Numerical design and experimental validation of a 3D-printed composite energy-storage-and-return prosthetic foot

The currently available prosthetic feet for amputees with high ambulation potential are difficult to access by the majority of amputees due to their high cost. This is especially since the majority of amputations are found among people with low economic status. This is because such prostheses are mostly made by a time-consuming approach (i.e., lamination) and expensive materials (i.e., carbon fiber composites). Relying on additively manufactured composites can possibly lead to low-cost, yet high-functioning prostheses to serve potentially active amputees. This work aimed to develop continuous fiber-reinforced additively manufactured prostheses and validate their ability to store and return elastic energy, which indicates their comfort and responsiveness. Mechanical tests replicating the critical stages of the gait cycle were performed on the prostheses, which enabled the estimation of the Energy Storage and Return (ESR) capability.

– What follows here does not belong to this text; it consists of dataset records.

use approx::assert_relative_eq;
use celestial_impulse::*;

fn quiet_world() -> PhysicsWorld {
    PhysicsWorld::new(WorldConfig::without_gravity())
}

#[test]
fn bodies_leaving_the_world_are_removed_at_cleanup() {
    let mut world = quiet_world();
    let runaway = world
        .add_moon(
            1.0,
            None,
            BodyParams::at(DVec2::new(9_999.5, 0.0)).velocity(DVec2::new(1.0, 0.0)),
        )
        .expect("valid moon");
    let stay = world
        .add_moon(1.0, None, BodyParams::at(DVec2::ZERO))
        .expect("valid moon");

    let report = world.step();
    assert_eq!(report.escaped, 1);
    assert_eq!(report.removed, 1);
    assert!(world.body(runaway).is_none());
    assert!(world.body(stay).is_some());
}

#[test]
fn elastic_head_on_bounce_conserves_closing_speed() {
    let mut world = quiet_world();
    let params = BodyParams::default().material(Material::elastic());
    let a = world
        .add_moon(
            10.0,
            None,
            params.clone().velocity(DVec2::new(1.0, 0.0)),
        )
        .expect("valid moon");
    let b = world
        .add_moon(
            10.0,
            None,
            BodyParams {
                position: DVec2::new(19.95, 0.0),
                ..params
            }
            .velocity(DVec2::new(-1.0, 0.0)),
        )
        .expect("valid moon");

    let report = world.step();
    assert_eq!(report.contacts, 1);

    let va = world.body(a).expect("live").velocity;
    let vb = world.body(b).expect("live").velocity;
    assert_relative_eq!(vb.x - va.x, 2.0, epsilon = 1e-6);
    assert_relative_eq!(va.x, -1.0, epsilon = 1e-6);
}

#[test]
fn static_bodies_ignore_impacts() {
    let mut world = quiet_world();
    let anchor = world
        .add_moon(10.0, None, BodyParams::at(DVec2::ZERO).mass(5.0).fixed())
        .expect("valid moon");
    world
        .add_moon(
            10.0,
            None,
            BodyParams::at(DVec2::new(19.0, 0.0)).velocity(DVec2::new(-5.0, 0.0)),
        )
        .expect("valid moon");

    world.step();
    let body = world.body(anchor).expect("live");
    assert_eq!(body.velocity, DVec2::ZERO);
    assert_eq!(body.angular_velocity, 0.0);
    assert_eq!(body.position, DVec2::ZERO);
}

#[test]
fn long_contact_merges_into_one_planet() {
    let config = WorldConfig {
        merge_duration: 2,
        ..WorldConfig::without_gravity()
    };
    let mut world = PhysicsWorld::new(config);
    let a = world
        .add_moon(10.0, None, BodyParams::at(DVec2::ZERO).mass(2.0))
        .expect("valid moon");
    let b = world
        .add_moon(10.0, None, BodyParams::at(DVec2::new(15.0, 0.0)).mass(3.0))
        .expect("valid moon");

    assert_eq!(world.step().merged, 0);
    assert_eq!(world.contact_duration(a, b), 1);
    assert_eq!(world.step().merged, 0);
    assert_eq!(world.contact_duration(a, b), 2);

    let report = world.step();
    assert_eq!(report.merged, 1);
    assert_eq!(report.removed, 2);
    assert_eq!(report.spawned, 1);
    assert!(world.body(a).is_none());
    assert!(world.body(b).is_none());
    assert_eq!(world.len(), 1);

    let merged = world.bodies().values().next().expect("merged body");
    assert_eq!(merged.mass(), 5.0);
    assert_eq!(
        merged.kind,
        BodyKind::Planet {
            population: 0,
            orbit: None
        }
    );
    assert_eq!(merged.age, 0);
}

#[test]
fn separated_pairs_lose_their_contact_history() {
    let mut world = quiet_world();
    let a = world
        .add_moon(10.0, None, BodyParams::at(DVec2::ZERO))
        .expect("valid moon");
    let b = world
        .add_moon(
            10.0,
            None,
            BodyParams::at(DVec2::new(19.0, 0.0)).velocity(DVec2::new(30.0, 0.0)),
        )
        .expect("valid moon");

    world.step();
    assert_eq!(world.contact_duration(a, b), 1);
    world.step();
    assert_eq!(world.contact_duration(a, b), 0);
}

#[test]
fn heavier_star_absorbs_lighter_star_once() {
    let mut world = quiet_world();
    let light = world
        .add_star(10.0, BodyParams::at(DVec2::ZERO).mass(4.0))
        .expect("valid star");
    let heavy = world
        .add_star(10.0, BodyParams::at(DVec2::new(15.0, 0.0)).mass(6.0))
        .expect("valid star");

    let report = world.step();
    assert_eq!(report.absorbed, 1);
    assert!(world.body(light).is_none());
    assert_eq!(world.body(heavy).expect("survivor").mass(), 10.0);
}

#[test]
fn stars_swallow_other_bodies() {
    let mut world = quiet_world();
    let star = world
        .add_star(10.0, BodyParams::at(DVec2::ZERO).mass(10.0))
        .expect("valid star");
    let moon = world
        .add_moon(5.0, None, BodyParams::at(DVec2::new(12.0, 0.0)).mass(1.0))
        .expect("valid moon");

    world.step();
    assert!(world.body(moon).is_none());
    assert_eq!(world.body(star).expect("star").mass(), 11.0);
}

#[test]
fn gravity_pulls_bodies_together() {
    let mut world = PhysicsWorld::default();
    let a = world
        .add_moon(1.0, None, BodyParams::at(DVec2::ZERO).mass(100.0))
        .expect("valid moon");
    let b = world
        .add_moon(1.0, None, BodyParams::at(DVec2::new(100.0, 0.0)).mass(100.0))
        .expect("valid moon");

    world.step();
    let va = world.body(a).expect("live").velocity;
    let vb = world.body(b).expect("live").velocity;
    assert!(va.x > 0.0);
    assert!(vb.x < 0.0);
    assert_relative_eq!(va.x, -vb.x, epsilon = 1e-12);
}

#[test]
fn ages_advance_once_per_tick() {
    let mut world = quiet_world();
    let id = world
        .add_planet(5.0, 10, None, BodyParams::default().age(3))
        .expect("valid planet");
    for _ in 0..4 {
        world.step();
    }
    assert_eq!(world.body(id).expect("live").age, 7);
}

#[test]
fn sequential_and_parallel_detection_agree() {
    let build = |parallel: bool| {
        let mut world = quiet_world();
        world.set_parallel_detection(parallel);
        for i in 0..6 {
            let x = i as f64 * 15.0;
            world
                .add_moon(8.0, None, BodyParams::at(DVec2::new(x, 0.0)))
                .expect("valid moon");
            world
                .add_default_asteroid(BodyParams::at(DVec2::new(x * 10.0, 300.0)))
                .expect("valid asteroid");
        }
        world
    };

    let mut sequential = build(false);
    let mut parallel = build(true);
    assert_eq!(sequential.collect_contacts(), parallel.collect_contacts());
}

#[test]
fn engine_wrapper_runs_ticks() {
    let mut engine = SimulationEngine::new(WorldConfig::without_gravity());
    let id = engine
        .spawn(BodyBlueprint::moon(
            1.0,
            None,
            BodyParams::default().velocity(DVec2::new(1.0, 0.0)),
        ))
        .expect("valid moon");
    let last = engine.run(5).expect("ran ticks");
    assert_eq!(last.tick, 4);
    assert_relative_eq!(engine.body(id).expect("live").position.x, 5.0);
}

#[test]
fn profiler_tracks_the_last_tick() {
    let mut world = quiet_world();
    for i in 0..3 {
        world
            .add_moon(10.0, None, BodyParams::at(DVec2::new(i as f64 * 15.0, 0.0)))
            .expect("valid moon");
    }
    world.step();

    let profiler = *world.profiler();
    assert_eq!(profiler.body_count, 3);
    assert_eq!(profiler.contact_count, 2);
    assert!(profiler.total_tick_time >= profiler.detect_time);
    let phases: std::time::Duration = TickPhase::ALL
        .iter()
        .map(|&phase| profiler.phase_time(phase))
        .sum();
    assert!(phases <= profiler.total_tick_time);
    profiler.report();

    let mut cleared = profiler;
    cleared.reset();
    assert_eq!(cleared.body_count, 0);
}

#[test]
fn both_bodies_of_a_hard_impact_react() {
    let mut world = quiet_world();
    let rock = world
        .add_asteroid(
            vec![
                DVec2::new(-100.0, -100.0),
                DVec2::new(100.0, -100.0),
                DVec2::new(100.0, 100.0),
                DVec2::new(-100.0, 100.0),
            ],
            BodyParams::at(DVec2::ZERO).mass(40.0),
        )
        .expect("valid asteroid");
    let planet = world
        .add_planet(
            20.0,
            500,
            None,
            BodyParams::at(DVec2::new(118.0, 0.0))
                .mass(1.256)
                .velocity(DVec2::new(-100.0, 0.0)),
        )
        .expect("valid planet");

    let report = world.step();
    assert_eq!(report.contacts, 1);
    assert_eq!(report.shattered, 1);
    assert_eq!(report.transformed, 1);
    assert_eq!(report.removed, 2);
    assert_eq!(report.spawned, 3);
    assert!(world.body(rock).is_none());
    assert!(world.body(planet).is_none());
    assert!(world
        .bodies()
        .values()
        .all(|body| body.kind == BodyKind::Asteroid));
}

#[test]
fn touching_stars_merge_mass_once_in_either_order() {
    for (first_mass, second_mass) in [(4.0, 6.0), (6.0, 4.0)] {
        let mut world = quiet_world();
        world
            .add_star(10.0, BodyParams::at(DVec2::ZERO).mass(first_mass))
            .expect("valid star");
        world
            .add_star(10.0, BodyParams::at(DVec2::new(15.0, 0.0)).mass(second_mass))
            .expect("valid star");

        let report = world.step();
        assert_eq!(report.absorbed, 1);
        assert_eq!(report.removed, 1);
        assert_eq!(world.len(), 1);
        let survivor = world.bodies().values().next().expect("survivor");
        assert_eq!(survivor.mass(), 10.0);
    }
}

Test results were assessed based on pre-defined design criteria and allowed iterating upon different designs until the criteria were met. Finite element simulations were performed and validated experimentally to allow more efficient design iterations. The versatility of 3D printing was utilized to introduce new design solutions despite their geometrical complexity, which enabled solving for the limited functionality observed in the material. Eventually, four designs were prototyped and tested, with the final one completely meeting the design criteria, reaching a stiffness of 74 and 43 N/mm, and an energy return of 88 % and 79 % under the heel and forefoot loading conditions, respectively. This work thus demonstrates the potential of 3D-printed prosthetic feet with qualified ESR performance.